Bystander and surveillance footage has helped expose the rising (and undercounted) violence against Asian American Pacific Islanders (AAPI) in the U.S. As we contend with the grief and rage spurred by these horrific incidents, we join those seeking answer to the urgent question: 

How do we keep each other safe?  

We know that police are not the answer. The racist violence of police have left far too many communities traumatized, overlooked, or dead. For decades police have targeted Asian sex workers, asylum-seekers, immigrant workers as well as racially profiled and surveilled South Asian and Muslim people. On top of all this: gentrification and discrimination also leave many Asian Americans in poverty– a social condition especially prone to assault by the police, incarceration, and systematic neglect.

Yet across the country, the response to the historic levels of anti-Asian violence under COVID19 has been to increase policing.

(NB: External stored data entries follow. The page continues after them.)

//! This module provides functionality for writing data to files.
//!
//! # Overview
//!
//! The `DataWriterFile` struct allows for writing data to files on the filesystem.
//! It implements the `DataWriterTrait` to provide methods for appending data, writing data from the start,
//! and managing the write position. The module ensures the file path is absolute before attempting to create or write to the file.
//!
//! # Examples
//!
//! ```rust
//! use rok4_core::{io::{DataWriterFile, DataWriterTrait}, Blob, ByteRange};
//! use anyhow::Result;
//! use std::path::Path;
//!
//! #[tokio::main]
//! async fn main() -> Result<()> {
//!     let path = std::env::current_dir()?.join("../testdata/temp.txt");
//!     let mut writer = DataWriterFile::from_path(&path)?;
//!     let data = Blob::from(vec![1, 2, 3, 4]);
//!
//!     // Appending data
//!     writer.append(&data)?;
//!     assert_eq!(writer.get_position()?, 4);
//!
//!     // Writing data from the start
//!     writer.write_start(&Blob::from(vec![5, 6, 7, 8]))?;
//!     writer.set_position(0)?;
//!     assert_eq!(writer.get_position()?, 0);
//!
//!     Ok(())
//! }
//! ```

use super::DataWriterTrait;
use crate::{Blob, ByteRange};
use anyhow::{Result, ensure};
use async_trait::async_trait;
use std::{
	fs::File,
	io::{BufWriter, Seek, SeekFrom, Write},
	path::Path,
};

/// A struct that provides writing capabilities to a file.
pub struct DataWriterFile {
	writer: BufWriter<File>,
}

impl DataWriterFile {
	/// Creates a `DataWriterFile` from a file path.
	///
	/// # Arguments
	///
	/// * `path` - A reference to the file path to create and write to.
	///
	/// # Returns
	///
	/// * A Result containing the new `DataWriterFile` instance or an error.
	pub fn from_path(path: &Path) -> Result<DataWriterFile> {
		ensure!(path.is_absolute(), "path {path:?} must be absolute");

		Ok(DataWriterFile {
			writer: BufWriter::new(File::create(path)?),
		})
	}
}

#[async_trait]
impl DataWriterTrait for DataWriterFile {
	/// Appends data to the file.
	///
	/// # Arguments
	///
	/// * `blob` - A reference to the `Blob` to append.
	///
	/// # Returns
	///
	/// * A Result containing a `ByteRange` indicating the position and length of the appended data, or an error.
	fn append(&mut self, blob: &Blob) -> Result<ByteRange> {
		let pos = self.writer.stream_position()?;
		let len = self.writer.write(blob.as_slice())?;

		Ok(ByteRange::new(pos, len as u64))
	}

	/// Writes data from the start of the file.
	///
	/// # Arguments
	///
	/// * `blob` - A reference to the `Blob` to write.
	///
	/// # Returns
	///
	/// * A Result indicating success or an error.
	fn write_start(&mut self, blob: &Blob) -> Result<()> {
		let pos = self.writer.stream_position()?;
		self.writer.rewind()?;
		self.writer.write_all(blob.as_slice())?;
		self.writer.seek(SeekFrom::Start(pos))?;
		Ok(())
	}

	/// Gets the current write position.
	///
	/// # Returns
	///
	/// * A Result containing the current write position in bytes or an error.
	fn get_position(&mut self) -> Result<u64> {
		Ok(self.writer.stream_position()?)
	}

	/// Sets the write position.
	///
	/// # Arguments
	///
	/// * `position` - The position to set in bytes.
	///
	/// # Returns
	///
	/// * A Result indicating success or an error.
	fn set_position(&mut self, position: u64) -> Result<()> {
		self.writer.seek(SeekFrom::Start(position))?;
		Ok(())
	}
}

#[cfg(test)]
mod tests {
	use super::*;
	use crate::Blob;
	use anyhow::Result;
	use assert_fs::NamedTempFile;
	use std::fs::File;
	use std::io::Read;

	#[test]
	fn test_append_and_get_position() -> Result<()> {
		// Create a temporary file
		let temp = NamedTempFile::new("test1")?;
		let path = temp.path();
		// Ensure absolute path
		assert!(path.is_absolute());

		let mut writer = DataWriterFile::from_path(path)?;
		let data = Blob::from(vec![10, 20, 30]);
		// Append data
		let range = writer.append(&data)?;
		assert_eq!(range.to_string(), "[0..2]");
		// Position should now equal length
		assert_eq!(writer.get_position()?, 3);

		// Read back file contents
		let mut file = File::open(path)?;
		let mut buf = Vec::new();
		file.read_to_end(&mut buf)?;
		assert_eq!(buf, data.as_slice());
		Ok(())
	}

	#[test]
	fn test_write_start_and_append() -> Result<()> {
		let temp = NamedTempFile::new("test2")?;
		let path = temp.path();
		let mut writer = DataWriterFile::from_path(path)?;

		// Write start should write data at position 0
		let start = Blob::from(vec![1, 2, 3, 4]);
		writer.write_start(&start)?;
		// After write_start, position unchanged (0)
		assert_eq!(writer.get_position()?, 0);

		// Now append more data
		let extra = Blob::from(vec![5, 6]);
		let range2 = writer.append(&extra)?;
		assert_eq!(range2.to_string(), "[0..1]");

		drop(writer);

		// Read back file contents
		let mut file = File::open(path)?;
		let mut buf = Vec::new();
		file.read_to_end(&mut buf)?;
		// File should contain extra data because append writes at offset 0 after write_start
		assert_eq!(buf, &[5, 6, 3, 4]);
		Ok(())
	}
}
//! This module provides the `ValueWriterFile` struct for writing values to a file.
//!
//! # Overview
//!
//! The `ValueWriterFile` struct allows for writing various data types to a file using
//! either little-endian or big-endian byte order. It implements the `ValueWriter` trait to provide
//! methods for writing integers, floating-point numbers, strings, and custom binary formats.
//! The module also provides methods for managing the write position within the file.
//!
//! # Examples
//!
//! ```rust
//! use rok4_core::io::{ValueWriter, ValueWriterFile};
//! use anyhow::Result;
//! use std::fs::File;
//!
//! fn main() -> Result<()> {
//!     let path = std::env::temp_dir().join("temp2.txt");
//!     let file = File::create(&path)?;
//!     let mut writer = ValueWriterFile::new_le(file);
//!
//!     // Writing a string
//!     writer.write_string("hello")?;
//!
//!     Ok(())
//! }
//! ```

#![allow(dead_code)]

use super::ValueWriter;
use anyhow::Result;
use byteorder::{BigEndian, ByteOrder, LittleEndian};
use std::fs::File;
use std::io::{BufWriter, Seek, Write};
use std::marker::PhantomData;

/// A struct that provides writing capabilities to a file using a specified byte order.
pub struct ValueWriterFile<E: ByteOrder> {
	_phantom: PhantomData<E>,
	writer: BufWriter<File>,
}

impl<E: ByteOrder> ValueWriterFile<E> {
	/// Creates a new `ValueWriterFile` instance from a `File`.
	///
	/// # Arguments
	///
	/// * `file` - A `File` instance to write to.
	///
	/// # Returns
	///
	/// * A new `ValueWriterFile` instance.
	#[must_use]
	pub fn new(file: File) -> ValueWriterFile<E> {
		ValueWriterFile {
			_phantom: PhantomData,
			writer: BufWriter::new(file),
		}
	}
}

impl ValueWriterFile<LittleEndian> {
	/// Creates a new `ValueWriterFile` instance with little-endian byte order from a `File`.
	///
	/// # Arguments
	///
	/// * `file` - A `File` instance to write to.
	///
	/// # Returns
	///
	/// * A new `ValueWriterFile` instance with little-endian byte order.
	#[must_use]
	pub fn new_le(file: File) -> ValueWriterFile<LittleEndian> {
		ValueWriterFile::new(file)
	}
}

impl ValueWriterFile<BigEndian> {
	/// Creates a new `ValueWriterFile` instance with big-endian byte order from a `File`.
	///
	/// # Arguments
	///
	/// * `file` - A `File` instance to write to.
	///
	/// # Returns
	///
	/// * A new `ValueWriterFile` instance with big-endian byte order.
	#[must_use]
	pub fn new_be(file: File) -> ValueWriterFile<BigEndian> {
		ValueWriterFile::new(file)
	}
}

impl<E: ByteOrder> ValueWriter<E> for ValueWriterFile<E> {
	fn get_writer(&mut self) -> &mut dyn Write {
		&mut self.writer
	}

	fn position(&mut self) -> Result<u64> {
		Ok(self.writer.stream_position()?)
	}
}

#[cfg(test)]
mod tests {
	use super::*;
	use crate::{Blob, ByteRange};
	use assert_fs::NamedTempFile;
	use std::fs::File;
	use std::io::{Read, SeekFrom};

	struct TempFile {
		f: NamedTempFile,
	}

	impl TempFile {
		pub fn new() -> Self {
			Self {
				f: NamedTempFile::new("temp.bin").unwrap(),
			}
		}

		pub fn file(&self) -> File {
			File::create(self.f.path()).unwrap()
		}

		pub fn content(&self) -> Vec<u8> {
			let mut content = Vec::new();
			let mut file = File::open(self.f.path()).unwrap();
			file.seek(SeekFrom::Start(0)).unwrap();
			file.read_to_end(&mut content).unwrap();
			content
		}
	}

	#[test]
	fn test_write_varint() -> Result<()> {
		let temp = TempFile::new();
		let mut writer = ValueWriterFile::new_le(temp.file());
		writer.write_varint(300)?;
		drop(writer);
		assert_eq!(temp.content(), vec![0b10101100, 0b00000010]);
		Ok(())
	}

	#[test]
	fn test_write_svarint() -> Result<()> {
		let temp = TempFile::new();
		let mut writer = ValueWriterFile::new_le(temp.file());
		writer.write_svarint(-75)?;
		drop(writer);
		assert_eq!(temp.content(), vec![149, 1]);
		Ok(())
	}

	#[test]
	fn test_write_u8() -> Result<()> {
		let temp = TempFile::new();
		let mut writer = ValueWriterFile::new_le(temp.file());
		writer.write_u8(255)?;
		drop(writer);
		assert_eq!(temp.content(), vec![0xFF]);
		Ok(())
	}

	#[test]
	fn test_write_i32() -> Result<()> {
		let temp = TempFile::new();
		let mut writer = ValueWriterFile::new_le(temp.file());
		writer.write_i32(-1)?;
		drop(writer);
		assert_eq!(temp.content(), vec![0xFF, 0xFF, 0xFF, 0xFF]);
		Ok(())
	}

	#[test]
	fn test_write_f32() -> Result<()> {
		let temp = TempFile::new();
		let mut writer = ValueWriterFile::new_le(temp.file());
		writer.write_f32(1.0)?;
		drop(writer);
		assert_eq!(temp.content(), vec![0x00, 0x00, 0x80, 0x3F]);
		Ok(())
	}

	#[test]
	fn test_write_f64() -> Result<()> {
		let temp = TempFile::new();
		let mut writer = ValueWriterFile::new_le(temp.file());
		writer.write_f64(1.0)?;
		drop(writer);
		assert_eq!(temp.content(), vec![0x00, 0x00, 0x00, 0x00, 0x00, 0x00, 0xF0, 0x3F]);
		Ok(())
	}

	#[test]
	fn test_write_u32() -> Result<()> {
		let temp = TempFile::new();
		let mut writer = ValueWriterFile::new_le(temp.file());
		writer.write_u32(4294967295)?;
		drop(writer);
		assert_eq!(temp.content(), vec![0xFF, 0xFF, 0xFF, 0xFF]);
		Ok(())
	}

	#[test]
	fn test_write_u64() -> Result<()> {
		let temp = TempFile::new();
		let mut writer = ValueWriterFile::new_le(temp.file());
		writer.write_u64(18446744073709551615)?;
		drop(writer);
		assert_eq!(temp.content(), vec![0xFF, 0xFF, 0xFF, 0xFF, 0xFF, 0xFF, 0xFF, 0xFF]);
		Ok(())
	}

	#[test]
	fn test_write_blob() -> Result<()> {
		let temp = TempFile::new();
		let mut writer = ValueWriterFile::new_le(temp.file());
		let blob = Blob::from(vec![0x01, 0x02, 0x03]);
		writer.write_blob(&blob)?;
		drop(writer);
		assert_eq!(temp.content(), vec![0x01, 0x02, 0x03]);
		Ok(())
	}

	#[test]
	fn test_write_string() -> Result<()> {
		let temp = TempFile::new();
		let mut writer = ValueWriterFile::new_le(temp.file());
		writer.write_string("hello")?;
		drop(writer);
		assert_eq!(temp.content(), b"hello");
		Ok(())
	}

	#[test]
	fn test_write_range() -> Result<()> {
		let temp = TempFile::new();
		let mut writer = ValueWriterFile::new_le(temp.file());
		let range = ByteRange { offset: 1, length: 2 };
		writer.write_range(&range)?;
		drop(writer);
		assert_eq!(
			temp.content(),
			vec![
				0x01, 0x00, 0x00, 0x00, 0x00, 0x00, 0x00, 0x00, 0x02, 0x00, 0x00, 0x00, 0x00, 0x00, 0x00, 0x00
			]
		);
		Ok(())
	}

	#[test]
	fn test_write_pbf_key() -> Result<()> {
		let temp = TempFile::new();
		let mut writer = ValueWriterFile::new_le(temp.file());
		writer.write_pbf_key(1, 0)?;
		drop(writer);
		assert_eq!(temp.content(), vec![0x08]);
		Ok(())
	}

	#[test]
	fn test_write_pbf_packed_uint32() -> Result<()> {
		let temp = TempFile::new();
		let mut writer = ValueWriterFile::new_le(temp.file());
		writer.write_pbf_packed_uint32(&[100, 150, 300])?;
		drop(writer);
		assert_eq!(temp.content(), vec![5, 100, 150, 1, 172, 2]);
		Ok(())
	}

	#[test]
	fn test_write_pbf_string() -> Result<()> {
		let temp = TempFile::new();
		let mut writer = ValueWriterFile::new_le(temp.file());
		writer.write_pbf_string("hello")?;
		drop(writer);
		assert_eq!(temp.content(), vec![0x05, b'h', b'e', b'l', b'l', b'o']);
		Ok(())
	}

	#[test]
	fn test_write_pbf_blob() -> Result<()> {
		let temp = TempFile::new();
		let mut writer = ValueWriterFile::new_le(temp.file());
		let blob = Blob::from(vec![0x01, 0x02, 0x03]);
		writer.write_pbf_blob(&blob)?;
		drop(writer);
		assert_eq!(temp.content(), vec![0x03, 0x01, 0x02, 0x03]);
		Ok(())
	}
}
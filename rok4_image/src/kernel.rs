//! Separable 1-D interpolation kernels used by [`crate::resampled::ResampledImage`]
//! and [`crate::reprojected::ReprojectedImage`].

use std::f64::consts::PI;
use std::sync::OnceLock;

/// A separable interpolation function with a base half-radius.
#[derive(Debug, Clone, Copy, PartialEq, Eq)]
pub enum Kernel {
	Nearest,
	Linear,
	Cubic,
	Lanczos2,
	Lanczos3,
	Lanczos4,
}

const TABLE_STEPS: usize = 1024;

impl Kernel {
	/// Base half-radius `r` of the kernel, in source-pixel units.
	#[must_use]
	pub fn radius(self) -> f64 {
		match self {
			Kernel::Nearest => 0.5,
			Kernel::Linear => 1.0,
			Kernel::Cubic => 2.0,
			Kernel::Lanczos2 => 2.0,
			Kernel::Lanczos3 => 3.0,
			Kernel::Lanczos4 => 4.0,
		}
	}

	/// `true` for kernels that never widen their footprint when downsampling
	/// (only [`Kernel::Nearest`]).
	#[must_use]
	pub fn const_ratio(self) -> bool {
		matches!(self, Kernel::Nearest)
	}

	/// The kernel function `phi(x)`, evaluated directly (not via the table).
	#[must_use]
	pub fn phi(self, x: f64) -> f64 {
		let x = x.abs();
		match self {
			Kernel::Nearest => {
				if x < 0.5 {
					1.0
				} else {
					0.0
				}
			}
			Kernel::Linear => (1.0 - x).max(0.0),
			Kernel::Cubic => cubic_catmull_rom(x),
			Kernel::Lanczos2 => lanczos(x, 2.0),
			Kernel::Lanczos3 => lanczos(x, 3.0),
			Kernel::Lanczos4 => lanczos(x, 4.0),
		}
	}

	/// The precomputed table `coeff[0..=1024]`, sampling `phi` at `i * r / 1024`.
	fn table(self) -> &'static [f64; TABLE_STEPS + 1] {
		static NEAREST: OnceLock<[f64; TABLE_STEPS + 1]> = OnceLock::new();
		static LINEAR: OnceLock<[f64; TABLE_STEPS + 1]> = OnceLock::new();
		static CUBIC: OnceLock<[f64; TABLE_STEPS + 1]> = OnceLock::new();
		static LANCZOS2: OnceLock<[f64; TABLE_STEPS + 1]> = OnceLock::new();
		static LANCZOS3: OnceLock<[f64; TABLE_STEPS + 1]> = OnceLock::new();
		static LANCZOS4: OnceLock<[f64; TABLE_STEPS + 1]> = OnceLock::new();

		let cell = match self {
			Kernel::Nearest => &NEAREST,
			Kernel::Linear => &LINEAR,
			Kernel::Cubic => &CUBIC,
			Kernel::Lanczos2 => &LANCZOS2,
			Kernel::Lanczos3 => &LANCZOS3,
			Kernel::Lanczos4 => &LANCZOS4,
		};
		cell.get_or_init(|| {
			let r = self.radius();
			let mut table = [0.0; TABLE_STEPS + 1];
			for (i, slot) in table.iter_mut().enumerate() {
				*slot = self.phi(i as f64 * r / TABLE_STEPS as f64);
			}
			table
		})
	}

	/// Samples the precomputed table at kernel-space distance `x` (`0 <= x <= r_eff`).
	fn sample_table(self, x: f64, r_eff: f64) -> f64 {
		let table = self.table();
		let step = TABLE_STEPS as f64 / r_eff;
		let pos = (x * step).clamp(0.0, TABLE_STEPS as f64);
		let lo = pos.floor() as usize;
		let hi = (lo + 1).min(TABLE_STEPS);
		let frac = pos - lo as f64;
		table[lo] * (1.0 - frac) + table[hi] * frac
	}

	/// Computes the weight vector covering target position `x_center` in
	/// source-pixel space.
	///
	/// `ratio` is `source_resolution / target_resolution`: `ratio <= 1` means
	/// upsampling (use the base radius), `ratio > 1` means downsampling (the
	/// radius widens to `r * ratio` unless the kernel is [`Kernel::const_ratio`]).
	/// `capacity` bounds how many weights may be emitted (the caller's
	/// preallocated `Kx`/`Ky`); `max_index` is the exclusive upper bound on
	/// source indices. Returns `(x_first, weights)` with `weights` summing to 1.
	#[must_use]
	pub fn weight(self, x_center: f64, ratio: f64, capacity: usize, max_index: usize) -> (usize, Vec<f64>) {
		debug_assert!(max_index > 0);
		let r = self.radius();
		let r_eff = if ratio > 1.0 && !self.const_ratio() { r * ratio } else { r };
		let eps = 1e-9;

		let mut x_first = ((x_center - r_eff - eps).ceil() as i64).max(0) as usize;
		x_first = x_first.min(max_index - 1);

		let mut count = ((2.0 * r_eff).ceil() as usize).clamp(1, capacity);
		if x_first + count > max_index {
			count = max_index - x_first;
		}
		count = count.max(1);

		if count == 1 {
			return (x_first, vec![1.0]);
		}

		let mut weights: Vec<f64> = (0..count)
			.map(|i| {
				let source_index = x_first as f64 + i as f64;
				self.sample_table((source_index - x_center).abs(), r_eff)
			})
			.collect();

		let sum: f64 = weights.iter().sum();
		if sum.abs() > f64::EPSILON {
			for w in &mut weights {
				*w /= sum;
			}
		} else {
			// Degenerate case (e.g. center falls exactly between two zero-crossings):
			// fall back to the nearest sample getting all the weight.
			let closest = weights
				.iter()
				.enumerate()
				.max_by(|a, b| a.1.partial_cmp(b.1).unwrap())
				.map(|(i, _)| i)
				.unwrap_or(0);
			weights.iter_mut().enumerate().for_each(|(i, w)| *w = if i == closest { 1.0 } else { 0.0 });
		}

		(x_first, weights)
	}
}

fn cubic_catmull_rom(x: f64) -> f64 {
	const A: f64 = -0.5;
	if x < 1.0 {
		(A + 2.0) * x.powi(3) - (A + 3.0) * x.powi(2) + 1.0
	} else if x < 2.0 {
		A * x.powi(3) - 5.0 * A * x.powi(2) + 8.0 * A * x - 4.0 * A
	} else {
		0.0
	}
}

fn sinc(x: f64) -> f64 {
	if x.abs() < 1e-12 { 1.0 } else { (PI * x).sin() / (PI * x) }
}

fn lanczos(x: f64, n: f64) -> f64 {
	if x < n { sinc(x) * sinc(x / n) } else { 0.0 }
}

#[cfg(test)]
mod tests {
	use super::*;
	use rstest::rstest;

	#[rstest]
	#[case(Kernel::Nearest)]
	#[case(Kernel::Linear)]
	#[case(Kernel::Cubic)]
	#[case(Kernel::Lanczos2)]
	#[case(Kernel::Lanczos3)]
	#[case(Kernel::Lanczos4)]
	fn weights_sum_to_one(#[case] kernel: Kernel) {
		for x_center in [0.0, 2.3, 10.0, 99.9] {
			let (x_first, weights) = kernel.weight(x_center, 1.0, 16, 100);
			let sum: f64 = weights.iter().sum();
			assert!((sum - 1.0).abs() < 1e-9, "{kernel:?} at {x_center}: sum={sum}");
			assert!(x_first + weights.len() <= 100);
		}
	}

	#[test]
	fn downsampling_widens_non_const_ratio_kernels() {
		let (_, narrow) = Kernel::Linear.weight(50.0, 1.0, 64, 1000);
		let (_, wide) = Kernel::Linear.weight(50.0, 4.0, 64, 1000);
		assert!(wide.len() > narrow.len());
	}

	#[test]
	fn nearest_never_widens_under_downsampling() {
		let (_, a) = Kernel::Nearest.weight(50.0, 1.0, 64, 1000);
		let (_, b) = Kernel::Nearest.weight(50.0, 4.0, 64, 1000);
		assert_eq!(a.len(), b.len());
	}

	#[test]
	fn clamps_near_the_left_edge() {
		let (x_first, weights) = Kernel::Cubic.weight(0.0, 1.0, 16, 50);
		assert_eq!(x_first, 0);
		assert!(x_first + weights.len() <= 50);
	}

	#[test]
	fn clamps_near_the_right_edge() {
		let (x_first, weights) = Kernel::Cubic.weight(49.0, 1.0, 16, 50);
		assert!(x_first + weights.len() <= 50);
	}

	#[test]
	fn single_weight_is_degenerate_bilinear() {
		let (_, weights) = Kernel::Cubic.weight(0.0, 1.0, 16, 1);
		assert_eq!(weights, vec![1.0]);
	}
}
//! Esri ASCII grid (Arc/Info) exporter for single-channel float DTM exports.

use crate::raster::Raster;
use anyhow::{Result, bail, ensure};
use rok4_core::Blob;
use std::fmt::Write as _;

const NODATA_VALUE: f64 = -99999.00;

/// Encodes `raster` as an ASCII grid: a six-line header (`ncols`, `nrows`,
/// `xllcorner`, `yllcorner`, `cellsize`, `NODATA_value`) followed by
/// `nrows` lines of `ncols` space-separated floats, each formatted `%.2f`.
///
/// # Errors
/// Returns an error if `raster` is not single-channel.
pub fn encode(raster: &Raster, xllcorner: f64, yllcorner: f64, cellsize: f64) -> Result<Blob> {
	ensure!(raster.channels() == 1, "ASCII grid export requires a single-channel raster, got {} channels", raster.channels());

	let mut text = String::new();
	writeln!(text, "ncols {}", raster.width()).unwrap();
	writeln!(text, "nrows {}", raster.height()).unwrap();
	writeln!(text, "xllcorner {xllcorner:.2}").unwrap();
	writeln!(text, "yllcorner {yllcorner:.2}").unwrap();
	writeln!(text, "cellsize {cellsize:.2}").unwrap();
	writeln!(text, "NODATA_value {NODATA_VALUE:.2}").unwrap();

	for y in 0..raster.height() {
		let row = raster.row(y);
		let mut line = String::with_capacity(row.len() * 8);
		for (i, &value) in row.iter().enumerate() {
			if i > 0 {
				line.push(' ');
			}
			let _ = write!(line, "{value:.2}");
		}
		text.push_str(&line);
		text.push('\n');
	}

	Ok(Blob::from(text))
}

/// Parses an ASCII grid back into a [`Raster`], widening each value to `f32`.
///
/// # Errors
/// Returns an error if the header is malformed or a row has the wrong
/// column count.
pub fn decode(blob: &Blob) -> Result<Raster> {
	let text = std::str::from_utf8(blob.as_slice())?;
	let mut lines = text.lines();

	let ncols = header_value(&mut lines, "ncols")? as usize;
	let nrows = header_value(&mut lines, "nrows")? as usize;
	let _xllcorner = header_value(&mut lines, "xllcorner")?;
	let _yllcorner = header_value(&mut lines, "yllcorner")?;
	let _cellsize = header_value(&mut lines, "cellsize")?;
	let nodata = header_value(&mut lines, "NODATA_value")?;

	let mut data = Vec::with_capacity(ncols * nrows);
	for (row_index, line) in lines.enumerate() {
		if row_index >= nrows {
			break;
		}
		let values: Result<Vec<f32>, _> = line.split_whitespace().map(str::parse::<f32>).collect();
		let values = values.map_err(|e| anyhow::anyhow!("invalid ASCII grid row {row_index}: {e}"))?;
		if values.len() != ncols {
			bail!("ASCII grid row {row_index} has {} values, expected {ncols}", values.len());
		}
		data.extend(values);
	}
	if data.len() != ncols * nrows {
		bail!("ASCII grid declared {nrows} rows but fewer were present");
	}

	Raster::new(ncols, nrows, 1, vec![nodata as f32], data)
}

fn header_value(lines: &mut std::str::Lines<'_>, expected_key: &str) -> Result<f64> {
	let line = lines.next().ok_or_else(|| anyhow::anyhow!("ASCII grid header truncated before '{expected_key}'"))?;
	let mut parts = line.split_whitespace();
	let key = parts.next().ok_or_else(|| anyhow::anyhow!("empty ASCII grid header line"))?;
	if !key.eq_ignore_ascii_case(expected_key) {
		bail!("expected ASCII grid header '{expected_key}', found '{key}'");
	}
	let value = parts.next().ok_or_else(|| anyhow::anyhow!("ASCII grid header '{expected_key}' has no value"))?;
	value.parse().map_err(|e| anyhow::anyhow!("invalid value for '{expected_key}': {e}"))
}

This is accelerating after the hate crime in Atlanta that killed 8 people, 6* of whom were Asian women working at massage parlors. We must center the reality that sites like massage parlors are already criminalized and surveilled, and police presence results in harassment, assaults, and deaths of people who are suspected of sex work. One crucial story to elevate in support of this point: the tragic death of Yang Song in 2017, brought to light from surveillance video and community organizing. 

The U.S. has a long and repetitive history of intensified anti-Asian sentiments during periods of disease and economic instability, as well as relying on incarceration as a colonial tool of dehumanization. This is a moment to disrupt that arc of history. 

Video can be employed in different ways for this disruption. One way is to use documentation as a method of bystander intervention (learn more about additional methods like delay, distract, delegate, direct from iHollback). Filming hate can expose abuse, deter violence, substantiate reports, and serve as evidence. These tips will help you assess safety, capture verifiable footage, and navigate the ethics of filming or sharing incidents of hate. 

You can also download videos shared by victims (with their consent) or by perpetrators and send them to local advocacy groups to rectify the gaps in data and related gaps in services that help mitigate or address violence. Examples of bystander videos as well as surveillance footage of violence against AAPI community members can be watched here (content warning: physical assaults, verbal harassment, racism). 

Additionally, you can share your own story of how acts of violence against the AAPI community (or acts of kindness) has impacted you. Sharing and amplifying these narratives can help preserve important historical memory and contribute to cultural shift. Watch this video for inspiration from AAPI activists like Amanda Nguyen, Andrew Yang, Eva Chen, Charlotte Cho, and Benny Luo. You can also make an advocacy video that mobilizes people around holistic approaches towards public safety that do not rely on police, or even take to platforms like TikTok to correct damaging misconceptions. Video can also help local media publicize local options for protection and care of those vulnerable to hate.  

How you can engage with other community-based movements for AAPI safety: 

  • Submit incidents of hate to Stop AAPI Hate , a reporting center that aggregates data of AAPI hate to inform resources, advocacy, and efforts towards community-based safety and restorative justice.  

 

*The names we know so far: Delaina Ashley Yaun, Paul Andre Michels, Xiaojie Tan, and Daoyou Feng, Hyeon Jeong Park, Julie Park. Rest in Peace.